При отсутствии внешних впечатлений заключенный может оказаться совершенно «беззащитным против своих мыслей и то бросаться от одной из них к другой, то приковываться к какой-нибудь одной из них не по своей воле» (Радбрух). Можно было бы привести немало примеров, подтверждающих правильность этого, но ограничимся ссылкою на дневник Александрова. Находясь во власти одной мысли, «почему нет ему писем», он описывает свои старания прогнать от себя эту мысль, потому что слишком она его мучает. Но все оказывается напрасным. Мысль «сверлит» его мозг, ему кажется, что там, в мозгу, «кипит бешеная работа сверла». Просыпаясь, он уже боится: «неужели опять будет сверлить?» Старается собрать все силы и «держаться на чеку»: не допускать к себе мысли о неполучаемых письмах и гнать от себя черные предположения болезненной фантазии. Для этого он бьет себя побольнее кулаком, чтобы отвлечь себя физической болью. Или «искусственно» сосредоточивает мысль так, как это возможно лишь в тюрьме: вот стол его одиночной камеры. Из чего он сделан? Из дерева. Что такое дерево? В каком лесу был последний раз? С кем был? Оказывается: с тем, от кого он ждет писем. Тогда спешит сосредоточить мысль, вместо стола, на облаке, которое он видит из окошка своей камеры. Откуда, куда несется это облако? Не в ту ли сторону, откуда приходят письма? Так нет возможности отогнать от себя в скудной обстановке тюрьмы неприятную мысль. Это мечущееся состояние заключенного так же близко к безумию, как противоположное ему состояние, когда заключенный погружается в приятную для тюремщиков апатию: сидит неподвижно за столом, лежит на койке, «не стучит», отказывается от прогулок, ничего не просит, никого не беспокоит и, по собственному признанию одного из таких заключенных, даже «ни о чем не думает, ни о чем не вспоминает».
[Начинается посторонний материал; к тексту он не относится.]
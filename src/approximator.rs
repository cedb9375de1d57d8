//! The RLS function approximator.
//!
//! ## Purpose
//!
//! This module ties the layers together into the object users hold: it owns
//! the kernels, the meta parameters, the trained [`LocalLines`] (once there is
//! one) and the prediction scratch buffer.
//!
//! ## Design notes
//!
//! * **Train once**: `train` on a trained approximator logs a warning and
//!   keeps the existing model. `retrain` is the explicit re-fit.
//! * **Predict before train**: Logs a warning and produces nothing. It is
//!   never an error.
//! * **Real-time path**: `predict_into` with a single row allocates nothing.
//! * **Persistence**: Meta parameters, kernels and the fitted lines serialize
//!   to JSON. The scratch buffer is rebuilt after loading.
//!
//! ## Invariants
//!
//! * `is_trained()` holds exactly when a [`LocalLines`] is installed.
//! * A failed training call leaves the approximator as it was.

// External dependencies
use std::fs;
use std::path::Path;

use log::warn;
use serde::de::DeserializeOwned;
use serde::{Deserialize, Serialize};

// Internal dependencies
use crate::algorithms::lines::LocalLines;
use crate::engine::grid_export::GridData;
use crate::engine::meta::MetaParameters;
use crate::engine::predictor;
use crate::engine::trainer;
use crate::engine::validator::Validator;
use crate::math::kernel::{GaussianKernels, KernelActivations};
use crate::math::linalg::FloatLinalg;
use crate::primitives::buffer::PredictionBuffer;
use crate::primitives::errors::RlsError;

/// Locally weighted least-squares function approximator.
///
/// Fits one linear model per kernel and predicts the activation-weighted blend
/// of those models.
#[derive(Debug, Clone, Serialize, Deserialize)]
#[serde(bound(
    serialize = "T: Serialize, K: Serialize",
    deserialize = "T: Deserialize<'de>, K: Deserialize<'de>"
))]
pub struct FunctionApproximatorRls<T, K = GaussianKernels<T>> {
    meta: MetaParameters<T>,
    kernels: K,
    lines: Option<LocalLines<T, K>>,
    #[serde(skip)]
    buffer: PredictionBuffer<T>,
}

impl<T, K> FunctionApproximatorRls<T, K>
where
    T: FloatLinalg,
    K: KernelActivations<T> + Clone,
{
    // ========================================================================
    // Construction
    // ========================================================================

    /// Create an untrained approximator.
    pub fn new(kernels: K, meta: MetaParameters<T>) -> Result<Self, RlsError> {
        Validator::validate_kernels(&kernels)?;
        meta.validate()?;
        Ok(Self {
            meta,
            kernels,
            lines: None,
            buffer: PredictionBuffer::default(),
        })
    }

    /// Create an approximator around an already fitted model.
    pub fn with_model(meta: MetaParameters<T>, lines: LocalLines<T, K>) -> Result<Self, RlsError> {
        let mut approximator = Self::new(lines.kernels().clone(), meta)?;
        approximator.install(lines);
        Ok(approximator)
    }

    fn install(&mut self, lines: LocalLines<T, K>) {
        self.buffer = PredictionBuffer::new(lines.n_basis_functions());
        self.lines = Some(lines);
    }

    // ========================================================================
    // Introspection
    // ========================================================================

    /// Whether a model has been fitted.
    #[inline]
    pub fn is_trained(&self) -> bool {
        self.lines.is_some()
    }

    /// Number of input columns expected by `train` and `predict`.
    #[inline]
    pub fn expected_input_dim(&self) -> usize {
        self.kernels.input_dim()
    }

    /// Number of outputs per sample. Always one.
    #[inline]
    pub fn expected_output_dim(&self) -> usize {
        1
    }

    /// Training settings.
    pub fn meta(&self) -> &MetaParameters<T> {
        &self.meta
    }

    /// Kernels the approximator was built with.
    pub fn kernels(&self) -> &K {
        &self.kernels
    }

    /// The fitted model, if trained.
    pub fn local_lines(&self) -> Option<&LocalLines<T, K>> {
        self.lines.as_ref()
    }

    // ========================================================================
    // Training
    // ========================================================================

    /// Fit the model to `inputs` (row-major, `expected_input_dim()` columns)
    /// and one target per row.
    ///
    /// Does nothing, apart from a warning, if the approximator is already
    /// trained. On error the approximator stays untrained.
    ///
    /// # Panics
    ///
    /// Panics if `inputs` does not hold exactly one row per target.
    pub fn train(&mut self, inputs: &[T], targets: &[T]) -> Result<(), RlsError> {
        if self.is_trained() {
            warn!("function approximator already trained; call retrain to fit again");
            return Ok(());
        }
        self.retrain(inputs, targets)
    }

    /// Fit the model from scratch, replacing any existing fit.
    ///
    /// On error the previous state, trained or not, is kept.
    ///
    /// # Panics
    ///
    /// Panics if `inputs` does not hold exactly one row per target.
    pub fn retrain(&mut self, inputs: &[T], targets: &[T]) -> Result<(), RlsError> {
        Validator::assert_training_shapes(inputs, targets, self.expected_input_dim());
        let lines = trainer::fit_local_lines(&self.kernels, &self.meta, inputs, targets)?;
        self.install(lines);
        Ok(())
    }

    // ========================================================================
    // Prediction
    // ========================================================================

    /// Predict one output per row of `inputs` into `outputs`.
    ///
    /// Returns `false`, leaving `outputs` untouched, if the approximator is not
    /// trained. A single row never allocates.
    ///
    /// # Panics
    ///
    /// Panics if `inputs` is not a whole number of rows or `outputs` does not
    /// have one entry per row.
    pub fn predict_into(&mut self, inputs: &[T], outputs: &mut [T]) -> bool {
        let Some(lines) = self.lines.as_ref() else {
            warn!("function approximator not trained; no predictions made");
            return false;
        };
        Validator::assert_prediction_shapes(inputs, outputs, lines.input_dim());
        predictor::predict_into(lines, &mut self.buffer, inputs, outputs);
        true
    }

    /// Predict one output per row of `inputs`, or `None` if not trained.
    ///
    /// # Panics
    ///
    /// Panics if `inputs` is not a whole number of rows.
    pub fn predict(&mut self, inputs: &[T]) -> Option<Vec<T>> {
        if !self.is_trained() {
            warn!("function approximator not trained; no predictions made");
            return None;
        }
        let dims = self.expected_input_dim();
        assert_eq!(inputs.len() % dims, 0, "inputs must have {} columns", dims);
        let mut outputs = vec![T::zero(); inputs.len() / dims];
        self.predict_into(inputs, &mut outputs);
        Some(outputs)
    }

    // ========================================================================
    // Grid Diagnostics
    // ========================================================================

    /// Evaluate the model's intermediate quantities on a regular grid.
    pub fn grid_data(
        &self,
        min: &[T],
        max: &[T],
        n_samples_per_dim: &[usize],
    ) -> Result<GridData<T>, RlsError> {
        let lines = self.lines.as_ref().ok_or(RlsError::NotTrained)?;
        Validator::validate_grid(min, max, n_samples_per_dim, lines.input_dim())?;
        Ok(GridData::evaluate(lines, min, max, n_samples_per_dim))
    }

    /// Evaluate the model on a regular grid and write the results to
    /// `directory`.
    ///
    /// An empty `directory` succeeds without doing anything.
    pub fn save_grid_data<P: AsRef<Path>>(
        &self,
        min: &[T],
        max: &[T],
        n_samples_per_dim: &[usize],
        directory: P,
        overwrite: bool,
    ) -> Result<(), RlsError> {
        let directory = directory.as_ref();
        if directory.as_os_str().is_empty() {
            return Ok(());
        }
        self.grid_data(min, max, n_samples_per_dim)?
            .save(directory, overwrite)
    }
}

// ============================================================================
// Persistence
// ============================================================================

impl<T, K> FunctionApproximatorRls<T, K>
where
    T: FloatLinalg + Serialize + DeserializeOwned,
    K: KernelActivations<T> + Clone + PartialEq + Serialize + DeserializeOwned,
{
    /// Serialize to a JSON string.
    pub fn to_json(&self) -> Result<String, RlsError> {
        Ok(serde_json::to_string_pretty(self)?)
    }

    /// Deserialize from a JSON string produced by [`to_json`](Self::to_json).
    pub fn from_json(json: &str) -> Result<Self, RlsError> {
        let decoded: Self = serde_json::from_str(json)?;
        let mut approximator = Self::new(decoded.kernels, decoded.meta)?;
        if let Some(lines) = decoded.lines {
            if !lines.is_consistent() {
                return Err(RlsError::Serialization(
                    "fitted lines do not match their kernels".to_string(),
                ));
            }
            if lines.kernels() != approximator.kernels() {
                return Err(RlsError::Serialization(
                    "fitted lines use different kernels than the approximator".to_string(),
                ));
            }
            approximator.install(lines);
        }
        Ok(approximator)
    }

    /// Write JSON to `path`.
    pub fn save<P: AsRef<Path>>(&self, path: P) -> Result<(), RlsError> {
        fs::write(path, self.to_json()?)?;
        Ok(())
    }

    /// Read JSON from `path`.
    pub fn load<P: AsRef<Path>>(path: P) -> Result<Self, RlsError> {
        Self::from_json(&fs::read_to_string(path)?)
    }
}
Описанный нами мечущийся заключенный, выгоняющий из своей головы мысли собственными кулаками, и этот тихий, ни о чем не думающий живой покойник достойные продукты тюремного заключения, и тот и другой стоят на грани безумия. И тюрьма вписывает в учебники и исследования по психиатрии новые страницы «о тюремных психозах».